When we speak of a series of functions, $$\sum_{k = 1}^{\infty}f_{k}(x)$$, converging. We are saying that the series is converging to a specific function correct? I.e: $$\sum_{k = 1}^{\infty}f_{k}(x) \rightarrow f(x)$$ or is it to a series of functions ? i.e: $$\sum_{k = 1}^{\infty}f_{k}(x) \rightarrow \sum_{k= 1}^{\infty}f(x)$$ (This one doesn't seem correct because all you would get in the end is $$nf(x)$$.

Answer 1

When we write $\sum_{k=1}^{\infty}f_k$, we actually mean the sequence $\{\sum_{k=1}^nf_k\:|n \in \mathbb{N}\}$, and if the $\lim_{n\rightarrow \infty}\sum_{k=1}^n f_k(x)$ exists for all $x$ in the domain, then we define $\sum_{k=1}^{\infty}f_k(x) := \lim_{n\rightarrow \infty}\sum_{k=1}^n f_k(x)$. It is important to note that the sequence and the limit has the same notation (which can be rather confusing), but the limit is indeed a function.

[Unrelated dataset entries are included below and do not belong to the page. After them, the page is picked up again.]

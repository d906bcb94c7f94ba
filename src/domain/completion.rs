//! Argument completion for prompts and resource templates
//!
//! An argument either carries its own [`Completer`], or declares a closed set of enum values
//! that get typo-tolerant matching for free. Anything else completes to nothing.

use std::{fmt, future::Future, sync::Arc};

use async_trait::async_trait;
use rust_mcp_sdk::schema::{
    CompleteRequestParams, CompleteRequestRef, CompleteResult, CompleteResultCompletion,
};
use serde_json::{json, Value};
use tracing::warn;

use crate::{
    errors::{DispatchError, HandlerError, McpError, UnexpectedStateError},
    mcp::server::parse_params,
    registry::Registry,
};

pub const MAX_COMPLETION_VALUES: usize = 100;

/// Minimum closeness for a fuzzy match to be suggested.
const FUZZY_THRESHOLD: f64 = 0.6;

#[async_trait]
pub trait Completer: Send + Sync {
    async fn complete(&self, value: String) -> Result<CompleteResultCompletion, HandlerError>;
}

#[async_trait]
impl<F, Fut> Completer for F
where
    F: Fn(String) -> Fut + Send + Sync,
    Fut: Future<Output = Result<CompleteResultCompletion, HandlerError>> + Send + 'static,
{
    async fn complete(&self, value: String) -> Result<CompleteResultCompletion, HandlerError> {
        (self)(value).await
    }
}

/// A named argument of a prompt or resource template.
#[derive(Clone)]
pub struct Argument {
    pub name: String,
    pub description: Option<String>,
    pub required: bool,
    pub enum_values: Option<Vec<String>>,
    pub completer: Option<Arc<dyn Completer>>,
}

impl fmt::Debug for Argument {
    fn fmt(&self, f: &mut fmt::Formatter<'_>) -> fmt::Result {
        f.debug_struct("Argument")
            .field("name", &self.name)
            .field("description", &self.description)
            .field("required", &self.required)
            .field("enum_values", &self.enum_values)
            .field("completer", &self.completer.is_some())
            .finish()
    }
}

impl Argument {
    pub fn new(name: impl Into<String>) -> Self {
        Self {
            name: name.into(),
            description: None,
            required: false,
            enum_values: None,
            completer: None,
        }
    }

    pub fn description(mut self, description: impl Into<String>) -> Self {
        self.description = Some(description.into());
        self
    }

    pub fn required(mut self, required: bool) -> Self {
        self.required = required;
        self
    }

    pub fn enum_values<I, S>(mut self, values: I) -> Self
    where
        I: IntoIterator<Item = S>,
        S: Into<String>,
    {
        self.enum_values = Some(values.into_iter().map(Into::into).collect());
        self
    }

    pub fn completer(mut self, completer: impl Completer + 'static) -> Self {
        self.completer = Some(Arc::new(completer));
        self
    }

    pub fn has_completion(&self) -> bool {
        self.completer.is_some() || self.enum_values.is_some()
    }
}

pub fn arguments_support_completion(arguments: &[Argument]) -> bool {
    arguments.iter().any(Argument::has_completion)
}

/// Resolves a completion for `name` by explicit completer, then enum values, then nothing.
pub async fn complete_argument(
    arguments: &[Argument],
    name: &str,
    value: &str,
) -> Result<CompleteResultCompletion, HandlerError> {
    let Some(argument) = arguments.iter().find(|argument| argument.name == name) else {
        return Ok(empty_completion());
    };

    let completion = if let Some(completer) = argument.completer.as_ref() {
        completer.complete(value.to_string()).await?
    } else if let Some(values) = argument.enum_values.as_deref() {
        fuzzy_complete(values, value)
    } else {
        empty_completion()
    };

    Ok(cap_completion(completion))
}

pub fn empty_completion() -> CompleteResultCompletion {
    CompleteResultCompletion {
        has_more: None,
        total: None,
        values: Vec::new(),
    }
}

/// Enforces the 100-value ceiling, flagging truncated results with `hasMore`.
pub fn cap_completion(mut completion: CompleteResultCompletion) -> CompleteResultCompletion {
    if completion.values.len() > MAX_COMPLETION_VALUES {
        let available = completion.values.len() as i64;
        completion.values.truncate(MAX_COMPLETION_VALUES);
        completion.total = Some(completion.total.unwrap_or(available).max(available));
        completion.has_more = Some(true);
    }
    completion
}

pub fn fuzzy_complete(candidates: &[String], partial: &str) -> CompleteResultCompletion {
    if partial.trim().is_empty() {
        return CompleteResultCompletion {
            has_more: None,
            total: Some(candidates.len() as i64),
            values: candidates.to_vec(),
        };
    }

    let mut scored = candidates
        .iter()
        .filter_map(|candidate| closeness(candidate, partial).map(|score| (score, candidate)))
        .collect::<Vec<_>>();
    scored.sort_by(|left, right| right.0.total_cmp(&left.0));

    let values = scored
        .into_iter()
        .map(|(_, candidate)| candidate.clone())
        .collect::<Vec<_>>();

    CompleteResultCompletion {
        has_more: None,
        total: Some(values.len() as i64),
        values,
    }
}

fn closeness(candidate: &str, partial: &str) -> Option<f64> {
    let candidate = candidate.to_lowercase();
    let partial = partial.trim().to_lowercase();

    if candidate == partial {
        return Some(1.0);
    }
    if candidate.starts_with(&partial) {
        return Some(0.9);
    }
    if candidate.contains(&partial) {
        return Some(0.8);
    }

    // Typo tolerance: compare against the candidate's prefix of the same length as well as
    // the whole candidate, keeping whichever is closer.
    let partial_len = partial.chars().count();
    let prefix = candidate.chars().take(partial_len).collect::<String>();
    let prefix_similarity = similarity(&prefix, &partial);
    let whole_similarity = similarity(&candidate, &partial);
    let best = prefix_similarity.max(whole_similarity);

    (best >= FUZZY_THRESHOLD).then_some(best * 0.75)
}

fn similarity(a: &str, b: &str) -> f64 {
    let max_len = a.chars().count().max(b.chars().count());
    if max_len == 0 {
        return 1.0;
    }
    let distance = levenshtein_distance(a, b) as f64;
    (1.0 - distance / max_len as f64).max(0.0)
}

fn levenshtein_distance(a: &str, b: &str) -> usize {
    let a_chars = a.chars().collect::<Vec<_>>();
    let b_chars = b.chars().collect::<Vec<_>>();

    if a_chars.is_empty() {
        return b_chars.len();
    }
    if b_chars.is_empty() {
        return a_chars.len();
    }

    let mut previous = (0..=b_chars.len()).collect::<Vec<_>>();
    let mut current = vec![0usize; b_chars.len() + 1];

    for (i, a_char) in a_chars.iter().enumerate() {
        current[0] = i + 1;
        for (j, b_char) in b_chars.iter().enumerate() {
            let cost = usize::from(a_char != b_char);
            current[j + 1] = (previous[j + 1] + 1)
                .min(current[j] + 1)
                .min(previous[j] + cost);
        }
        std::mem::swap(&mut previous, &mut current);
    }

    previous[b_chars.len()]
}

/// Serves `completion/complete` for a prompt or a resource (template) reference.
pub async fn handle_completion_complete(
    registry: &Registry,
    params: Option<Value>,
) -> Result<Value, DispatchError> {
    let request: CompleteRequestParams = parse_params(params)?;
    let argument = &request.argument;

    let completion = match &request.ref_ {
        CompleteRequestRef::PromptReference(reference) => {
            let name = &reference.name;
            let prompt = registry.prompt(name).ok_or_else(|| {
                UnexpectedStateError::new("Unknown prompt").with_extras(json!({ "name": name }))
            })?;
            if !arguments_support_completion(&prompt.arguments) {
                return Err(UnexpectedStateError::new("Prompt does not support completion")
                    .with_extras(json!({ "name": name }))
                    .into());
            }
            prompt.complete(&argument.name, &argument.value).await
        }
        CompleteRequestRef::ResourceTemplateReference(reference) => {
            let uri = &reference.uri;
            if let Some(template) = registry.resource_template(uri) {
                if !arguments_support_completion(&template.arguments) {
                    return Err(UnexpectedStateError::new(
                        "Resource template does not support completion",
                    )
                    .with_extras(json!({ "uri": uri }))
                    .into());
                }
                template.complete(&argument.name, &argument.value).await
            } else if let Some(resource) = registry.resource(uri) {
                if !arguments_support_completion(&resource.arguments) {
                    return Err(UnexpectedStateError::new("Resource does not support completion")
                        .with_extras(json!({ "uri": uri }))
                        .into());
                }
                resource.complete(&argument.name, &argument.value).await
            } else {
                return Err(UnexpectedStateError::new("Unknown resource")
                    .with_extras(json!({ "uri": uri }))
                    .into());
            }
        }
    };

    let completion = completion.map_err(|err| {
        warn!(argument = %argument.name, error = %err, "completion failed");
        McpError::internal(format!("Error completing argument {}: {err}", argument.name))
    })?;

    Ok(serde_json::to_value(CompleteResult {
        completion: cap_completion(completion),
        meta: None,
    })
    .expect("completion result serialization"))
}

Saying that $"\sum_{k=1}^{\infty}f_k(x)\rightarrow f(x)"$ is the same as saying that $"\lim_{n\rightarrow \infty}\sum_{k=1}^{n}f_k(x) \rightarrow f(x)"$, which is a weird way of saying that $\sum_{k=1}^\infty f_k(x)=\lim_{n\rightarrow \infty}\sum_{k=1}^{n}f_k(x)=f(x)$. Also if the limit does exist, then by definition we have $\sum_{k=1}^{n}f_k(x) \rightarrow \sum_{k=1}^{\infty}f_k(x)$.

Answer 2

The series would converge to a single function $f(x)$. Otherwise, you can't really say it converges.